First of all, I do like the library-based prototyping approach. I strongly prefer implementing features in libraries instead of incorporating them right into the core. My biggest fear about adding to the core language is that it shifts the entire language and ecosystem towards a very domain-specific paradigm. Hyperbolically speaking, if we unsafe(pre) and unsafe(post) today, we will eventually end up being a contract-based, dependently-typed, pure functional language which is only suitable for automated theorem proving, and has the quintessence of Coq, Agda, Idris, PROLOG, and Midori C# embedded in its macro system.
In all seriousness, everyone’s favorite niche feature/improvement could be in Rust, but then it wouldn’t solve the C++ bloat and complexity issue anymore…
Having said that, the first alternative is, I believe, a subset of your proposal. I suggest we do not touch the unsafe keyword, but we add the UnsafeData type and then use it in return position only. In this model, unsafe fn would be the equivalent of unsafe(pre) fn, and fn foo() -> UnsafeData would be the equivalent of unsafe(post) fn.
So, why is this good? Well, today many programmers associate unsafe fn with “unsafe to call because it does unsafe things”. This is a good first mental model, but not exactly accurate — it is partial towards assumed/unsafe preconditions. In particular, the intrinsic feeling about unsafe { some_unsafe_fn() } is that the unsafety is over once the function returns. The thinking could go like this:
- Oops, look, an unsafe function! I need to be prepared to call it correctly!
*deep breath*
- Call!
-
*phew* Finally, it’s over! I don’t have to think about it ever again!
However, this doesn’t take those effects into account which can manifest after the function returned. If, however, the function returned an UnsafeData<T>, this would be somewhat clearer.
(Eventually, if deemed really-really necessary, or a lot superior, fn foo() -> UnsafeData<T> could even be turned into fn foo() -> unsafe T or something, for syntactical symmetry…)
The idea for the second alternative comes from the safe/design-by-contract supporting variant of C# that I just mentioned, the implementation language of the Midori OS. If I recall correctly, instead of core language syntax, they extended annotations in order to denote preconditions and postconditions. Rust could do the same! Instead of adding more keywords (which also look really ugly in my humble opinion, by the way, but I digress), why don’t we just add two attributes as well? Something along the lines of:
#[precnd]
unsafe fn foo(arg: T) {
…
}
#[postcnd]
unsafe fn foo() -> T {
…
}
This would remain 100% machine-readable as well as human-readable, and since it’s an attribute, it would be much easier to extend in the future, without requiring further radical changes to the core language. It could even be used to encode additional pre-and postconditions, which are unrelated to unsafety, so I believe it is also much more general.
It also has the additional advantage of containing the good parts of both worlds, I think.
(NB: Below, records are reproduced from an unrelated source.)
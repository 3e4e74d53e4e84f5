//! Level curve: cumulative XP to level and in-level progress.
//!
//! The curve is quadratic. Reaching level `L` takes `base * (L - 1)^2`
//! cumulative XP, so with the default base of 100 the thresholds are
//! 0, 100, 400, 900, 1600, ... Thresholds are strictly increasing, which
//! keeps the progress percentage well defined.

use serde::{Deserialize, Serialize};

use crate::error::{Error, Result};

/// Default XP multiplier for the quadratic curve.
pub const DEFAULT_XP_PER_LEVEL_BASE: u64 = 100;

/// Quadratic level curve parameterized by its base.
#[derive(Debug, Clone, Copy, PartialEq, Eq, Serialize, Deserialize)]
#[serde(default)]
pub struct LevelCurve {
    /// XP needed to go from level 1 to level 2
    pub xp_per_level_base: u64,
}

impl Default for LevelCurve {
    fn default() -> Self {
        Self {
            xp_per_level_base: DEFAULT_XP_PER_LEVEL_BASE,
        }
    }
}

impl LevelCurve {
    /// Create a curve with a custom base.
    ///
    /// # Errors
    ///
    /// Returns `Error::InvalidArgument` if `xp_per_level_base` is zero.
    pub fn new(xp_per_level_base: u64) -> Result<Self> {
        let curve = Self { xp_per_level_base };
        curve.validate()?;
        Ok(curve)
    }

    /// Check the curve parameters.
    ///
    /// # Errors
    ///
    /// Returns `Error::InvalidArgument` if the base is zero.
    pub fn validate(&self) -> Result<()> {
        if self.xp_per_level_base == 0 {
            return Err(Error::invalid("xp_per_level_base must be greater than zero"));
        }
        Ok(())
    }

    const fn base(&self) -> u64 {
        if self.xp_per_level_base == 0 {
            1
        } else {
            self.xp_per_level_base
        }
    }

    /// Level reached with `xp` cumulative points. Always at least 1.
    #[must_use]
    pub fn level_for_xp(&self, xp: u64) -> u32 {
        let steps = isqrt(xp / self.base());
        u32::try_from(steps)
            .map(|s| s.saturating_add(1))
            .unwrap_or(u32::MAX)
    }

    /// Cumulative XP at which `level` starts. Level 0 is treated as level 1.
    #[must_use]
    pub fn xp_for_level(&self, level: u32) -> u64 {
        let steps = u64::from(level.saturating_sub(1));
        steps.saturating_mul(steps).saturating_mul(self.base())
    }

    /// Full level breakdown for `xp`.
    #[must_use]
    pub fn level_info(&self, xp: u64) -> LevelInfo {
        let current_level = self.level_for_xp(xp);
        let current_level_xp = self.xp_for_level(current_level);
        let next_level_xp = self.xp_for_level(current_level.saturating_add(1));

        // Only reachable when the thresholds saturate at the top of u64.
        if next_level_xp <= current_level_xp {
            return LevelInfo {
                current_level,
                current_level_xp,
                next_level_xp: current_level_xp,
                xp_to_next_level: 0,
                progress_percent: 100.0,
            };
        }

        let span = next_level_xp - current_level_xp;
        let earned = xp.saturating_sub(current_level_xp).min(span);

        #[allow(clippy::cast_precision_loss)]
        let progress_percent = ((earned as f64 / span as f64) * 100.0).clamp(0.0, 100.0);

        LevelInfo {
            current_level,
            current_level_xp,
            next_level_xp,
            xp_to_next_level: next_level_xp.saturating_sub(xp),
            progress_percent,
        }
    }

    /// Level breakdown for XP arriving from an untyped source.
    ///
    /// # Errors
    ///
    /// Returns `Error::InvalidArgument` for negative XP. Negative values are
    /// rejected rather than clamped to zero.
    pub fn level_info_signed(&self, xp: i64) -> Result<LevelInfo> {
        u64::try_from(xp)
            .map(|xp| self.level_info(xp))
            .map_err(|_| Error::invalid(format!("xp must be non-negative, got {xp}")))
    }
}

/// Derived level snapshot. Never persisted.
#[derive(Debug, Clone, Copy, PartialEq, Serialize, Deserialize)]
pub struct LevelInfo {
    /// Current level, starting at 1
    pub current_level: u32,
    /// Cumulative XP at which the current level started
    pub current_level_xp: u64,
    /// Cumulative XP at which the next level starts
    pub next_level_xp: u64,
    /// XP still missing for the next level
    pub xp_to_next_level: u64,
    /// Progress through the current level, in `[0, 100]`
    pub progress_percent: f64,
}

impl LevelInfo {
    /// Rank name for the current level band.
    #[must_use]
    pub const fn title(&self) -> &'static str {
        match self.current_level {
            0..=4 => "Novice",
            5..=9 => "Apprentice",
            10..=19 => "Achiever",
            20..=34 => "Expert",
            35..=49 => "Master",
            _ => "Legend",
        }
    }
}

/// [`LevelCurve::level_info`] on the default curve.
#[must_use]
pub fn level_info(xp: u64) -> LevelInfo {
    LevelCurve::default().level_info(xp)
}

/// [`LevelCurve::level_for_xp`] on the default curve.
#[must_use]
pub fn level_for_xp(xp: u64) -> u32 {
    LevelCurve::default().level_for_xp(xp)
}

/// Floor of the square root, exact over the whole `u64` range.
fn isqrt(n: u64) -> u64 {
    if n < 2 {
        return n;
    }
    // Binary search on [1, 2^32); r*r fits in u128 without overflow.
    let (mut lo, mut hi) = (1_u64, 1_u64 << 32);
    while hi - lo > 1 {
        let mid = lo + (hi - lo) / 2;
        if u128::from(mid) * u128::from(mid) <= u128::from(n) {
            lo = mid;
        } else {
            hi = mid;
        }
    }
    lo
}
//! Activity events consumed by the scoring core.
//!
//! Events arrive from the task, habit, goal and time-tracking collaborators.
//! Each kind carries exactly the fields it needs; payloads are parsed and
//! validated here, before any counter is touched.
//!
//! Timestamps keep the user's local UTC offset so that time-of-day rules
//! (early bird, night owl) read the hour the user actually saw.

use std::ops::RangeInclusive;

use chrono::{DateTime, FixedOffset, NaiveDate, Timelike};
use serde::{Deserialize, Serialize};

use crate::{
    award::TaskPriority,
    error::{Error, Result},
};

/// Goal progress marks that count as intermediate milestones.
pub const MILESTONE_PERCENT: RangeInclusive<u8> = 1..=99;

/// Local hour before which a completion counts as early bird.
pub const EARLY_BIRD_BEFORE_HOUR: u32 = 9;

/// Local hour from which a completion counts as night owl.
pub const NIGHT_OWL_FROM_HOUR: u32 = 22;

// ============================================================================
// Activity Event Enum
// ============================================================================

/// Something the user did that may move counters or earn XP.
#[derive(Debug, Clone, PartialEq, Eq, Serialize, Deserialize)]
#[serde(tag = "kind", rename_all = "snake_case")]
pub enum ActivityEvent {
    /// A task transitioned to completed
    TaskCompleted(TaskCompleted),

    /// A habit was checked off for the day
    HabitCompleted(HabitCompleted),

    /// A goal crossed an intermediate progress mark
    GoalMilestone(GoalMilestone),

    /// A goal reached 100% progress
    GoalCompleted(GoalCompleted),

    /// A running time entry was stopped
    TimeEntryClosed(TimeEntryClosed),

    /// End-of-day summary of due tasks
    DayClosed(DayClosed),

    /// First visit of a calendar day
    DailyLogin(DailyLogin),
}

#[derive(Debug, Clone, PartialEq, Eq, Serialize, Deserialize)]
pub struct TaskCompleted {
    pub task_id: String,
    #[serde(default, skip_serializing_if = "Option::is_none")]
    pub title: Option<String>,
    pub priority: TaskPriority,
    pub completed_at: DateTime<FixedOffset>,
}

impl TaskCompleted {
    /// Completed before 09:00 local time.
    #[must_use]
    pub fn is_early_bird(&self) -> bool {
        self.completed_at.hour() < EARLY_BIRD_BEFORE_HOUR
    }

    /// Completed at or after 22:00 local time.
    #[must_use]
    pub fn is_night_owl(&self) -> bool {
        self.completed_at.hour() >= NIGHT_OWL_FROM_HOUR
    }
}

#[derive(Debug, Clone, PartialEq, Eq, Serialize, Deserialize)]
pub struct HabitCompleted {
    pub habit_id: String,
    #[serde(default, skip_serializing_if = "Option::is_none")]
    pub title: Option<String>,
    /// The habit's own streak after this completion
    pub current_streak: u32,
    /// The habit's own historical best, including this completion
    pub longest_streak: u32,
    pub completed_at: DateTime<FixedOffset>,
}

#[derive(Debug, Clone, PartialEq, Eq, Serialize, Deserialize)]
pub struct GoalMilestone {
    pub goal_id: String,
    #[serde(default, skip_serializing_if = "Option::is_none")]
    pub title: Option<String>,
    /// Progress mark reached, strictly between 0 and 100
    pub percent: u8,
    pub reached_at: DateTime<FixedOffset>,
}

#[derive(Debug, Clone, PartialEq, Eq, Serialize, Deserialize)]
pub struct GoalCompleted {
    pub goal_id: String,
    #[serde(default, skip_serializing_if = "Option::is_none")]
    pub title: Option<String>,
    pub completed_at: DateTime<FixedOffset>,
}

#[derive(Debug, Clone, PartialEq, Eq, Serialize, Deserialize)]
pub struct TimeEntryClosed {
    pub entry_id: String,
    pub duration_minutes: u64,
    pub closed_at: DateTime<FixedOffset>,
}

#[derive(Debug, Clone, Copy, PartialEq, Eq, Serialize, Deserialize)]
pub struct DayClosed {
    pub date: NaiveDate,
    pub tasks_due: u32,
    pub tasks_done: u32,
}

impl DayClosed {
    /// Every due task was done. A day with nothing due qualifies.
    #[must_use]
    pub const fn is_perfect(&self) -> bool {
        self.tasks_done >= self.tasks_due
    }
}

#[derive(Debug, Clone, Copy, PartialEq, Eq, Serialize, Deserialize)]
pub struct DailyLogin {
    pub date: NaiveDate,
}

impl ActivityEvent {
    /// Parse a single JSON event and validate it.
    ///
    /// # Errors
    ///
    /// Returns `Error::InvalidArgument` if the payload is malformed, has an
    /// unknown `kind`, misses a required field, or fails [`Self::validate`].
    pub fn parse_json(input: &str) -> Result<Self> {
        let event: Self = serde_json::from_str(input)
            .map_err(|e| Error::invalid(format!("malformed activity event: {e}")))?;
        event.validate()?;
        Ok(event)
    }

    /// Parse newline-delimited JSON events. Blank lines are skipped.
    ///
    /// # Errors
    ///
    /// Returns `Error::InvalidArgument` naming the first offending line.
    pub fn parse_json_lines(input: &str) -> Result<Vec<Self>> {
        input
            .lines()
            .enumerate()
            .filter(|(_, line)| !line.trim().is_empty())
            .map(|(index, line)| {
                Self::parse_json(line).map_err(|e| {
                    Error::invalid(format!("line {}: {e}", index.saturating_add(1)))
                })
            })
            .collect()
    }

    /// Reject payloads that parse but cannot describe real activity.
    ///
    /// # Errors
    ///
    /// Returns `Error::InvalidArgument` describing the first violated rule.
    pub fn validate(&self) -> Result<()> {
        match self {
            Self::TaskCompleted(e) => require_id("task_id", &e.task_id),
            Self::HabitCompleted(e) => {
                require_id("habit_id", &e.habit_id)?;
                if e.longest_streak < e.current_streak {
                    return Err(Error::invalid(format!(
                        "habit {}: longest_streak ({}) is below current_streak ({})",
                        e.habit_id, e.longest_streak, e.current_streak
                    )));
                }
                Ok(())
            }
            Self::GoalMilestone(e) => {
                require_id("goal_id", &e.goal_id)?;
                if !MILESTONE_PERCENT.contains(&e.percent) {
                    return Err(Error::invalid(format!(
                        "goal {}: milestone percent must be within 1..=99, got {}",
                        e.goal_id, e.percent
                    )));
                }
                Ok(())
            }
            Self::GoalCompleted(e) => require_id("goal_id", &e.goal_id),
            Self::TimeEntryClosed(e) => {
                require_id("entry_id", &e.entry_id)?;
                if e.duration_minutes == 0 {
                    return Err(Error::invalid(format!(
                        "time entry {}: duration must be positive",
                        e.entry_id
                    )));
                }
                Ok(())
            }
            Self::DayClosed(e) => {
                if e.tasks_done > e.tasks_due {
                    return Err(Error::invalid(format!(
                        "day {}: tasks_done ({}) exceeds tasks_due ({})",
                        e.date, e.tasks_done, e.tasks_due
                    )));
                }
                Ok(())
            }
            Self::DailyLogin(_) => Ok(()),
        }
    }

    /// Event kind as written in the `kind` tag.
    #[must_use]
    pub const fn kind(&self) -> &'static str {
        match self {
            Self::TaskCompleted(_) => "task_completed",
            Self::HabitCompleted(_) => "habit_completed",
            Self::GoalMilestone(_) => "goal_milestone",
            Self::GoalCompleted(_) => "goal_completed",
            Self::TimeEntryClosed(_) => "time_entry_closed",
            Self::DayClosed(_) => "day_closed",
            Self::DailyLogin(_) => "daily_login",
        }
    }

    /// Local calendar day the event belongs to.
    #[must_use]
    pub fn local_date(&self) -> NaiveDate {
        match self {
            Self::TaskCompleted(e) => e.completed_at.date_naive(),
            Self::HabitCompleted(e) => e.completed_at.date_naive(),
            Self::GoalMilestone(e) => e.reached_at.date_naive(),
            Self::GoalCompleted(e) => e.completed_at.date_naive(),
            Self::TimeEntryClosed(e) => e.closed_at.date_naive(),
            Self::DayClosed(e) => e.date,
            Self::DailyLogin(e) => e.date,
        }
    }

    /// Create a task completed event
    #[must_use]
    pub fn task_completed(
        task_id: impl Into<String>,
        priority: TaskPriority,
        completed_at: DateTime<FixedOffset>,
    ) -> Self {
        Self::TaskCompleted(TaskCompleted {
            task_id: task_id.into(),
            title: None,
            priority,
            completed_at,
        })
    }

    /// Create a habit completed event
    #[must_use]
    pub fn habit_completed(
        habit_id: impl Into<String>,
        current_streak: u32,
        longest_streak: u32,
        completed_at: DateTime<FixedOffset>,
    ) -> Self {
        Self::HabitCompleted(HabitCompleted {
            habit_id: habit_id.into(),
            title: None,
            current_streak,
            longest_streak,
            completed_at,
        })
    }

    /// Create a goal milestone event
    #[must_use]
    pub fn goal_milestone(
        goal_id: impl Into<String>,
        percent: u8,
        reached_at: DateTime<FixedOffset>,
    ) -> Self {
        Self::GoalMilestone(GoalMilestone {
            goal_id: goal_id.into(),
            title: None,
            percent,
            reached_at,
        })
    }

    /// Create a goal completed event
    #[must_use]
    pub fn goal_completed(goal_id: impl Into<String>, completed_at: DateTime<FixedOffset>) -> Self {
        Self::GoalCompleted(GoalCompleted {
            goal_id: goal_id.into(),
            title: None,
            completed_at,
        })
    }

    /// Create a time entry closed event
    #[must_use]
    pub fn time_entry_closed(
        entry_id: impl Into<String>,
        duration_minutes: u64,
        closed_at: DateTime<FixedOffset>,
    ) -> Self {
        Self::TimeEntryClosed(TimeEntryClosed {
            entry_id: entry_id.into(),
            duration_minutes,
            closed_at,
        })
    }

    /// Create a day closed event
    #[must_use]
    pub const fn day_closed(date: NaiveDate, tasks_due: u32, tasks_done: u32) -> Self {
        Self::DayClosed(DayClosed {
            date,
            tasks_due,
            tasks_done,
        })
    }

    /// Create a daily login event
    #[must_use]
    pub const fn daily_login(date: NaiveDate) -> Self {
        Self::DailyLogin(DailyLogin { date })
    }
}

impl std::fmt::Display for ActivityEvent {
    fn fmt(&self, f: &mut std::fmt::Formatter<'_>) -> std::fmt::Result {
        write!(f, "{} on {}", self.kind(), self.local_date())
    }
}

fn require_id(field: &str, value: &str) -> Result<()> {
    if value.trim().is_empty() {
        Err(Error::invalid(format!("{field} must not be empty")))
    } else {
        Ok(())
    }
}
Namely, I love how today’s simple one-keyword unsafe catches the reader’s attention, but doesn’t look uglier than e.g. pub fn — it is clear but not disturbing. Compare with Java’s public static final volatile synchronized iAlreadyLostTrackOfTheFuncName()… brrr!)
With this attribute-based approach, there would be a hierarchy: functions would be unsafe, that would be the first level; and the second level would be the attribute, which refines how they are unsafe. (This would also mean that it could be easier to implement in a backward-compatible manner. Once custom attributes and related improvements to the attribute system land, a compiler which doesn’t understand the attribute could just ignore it, or maybe have it “backported” as a no-op (?). But I went off on a tangent with this too much already…)
What do you think about the alternatives?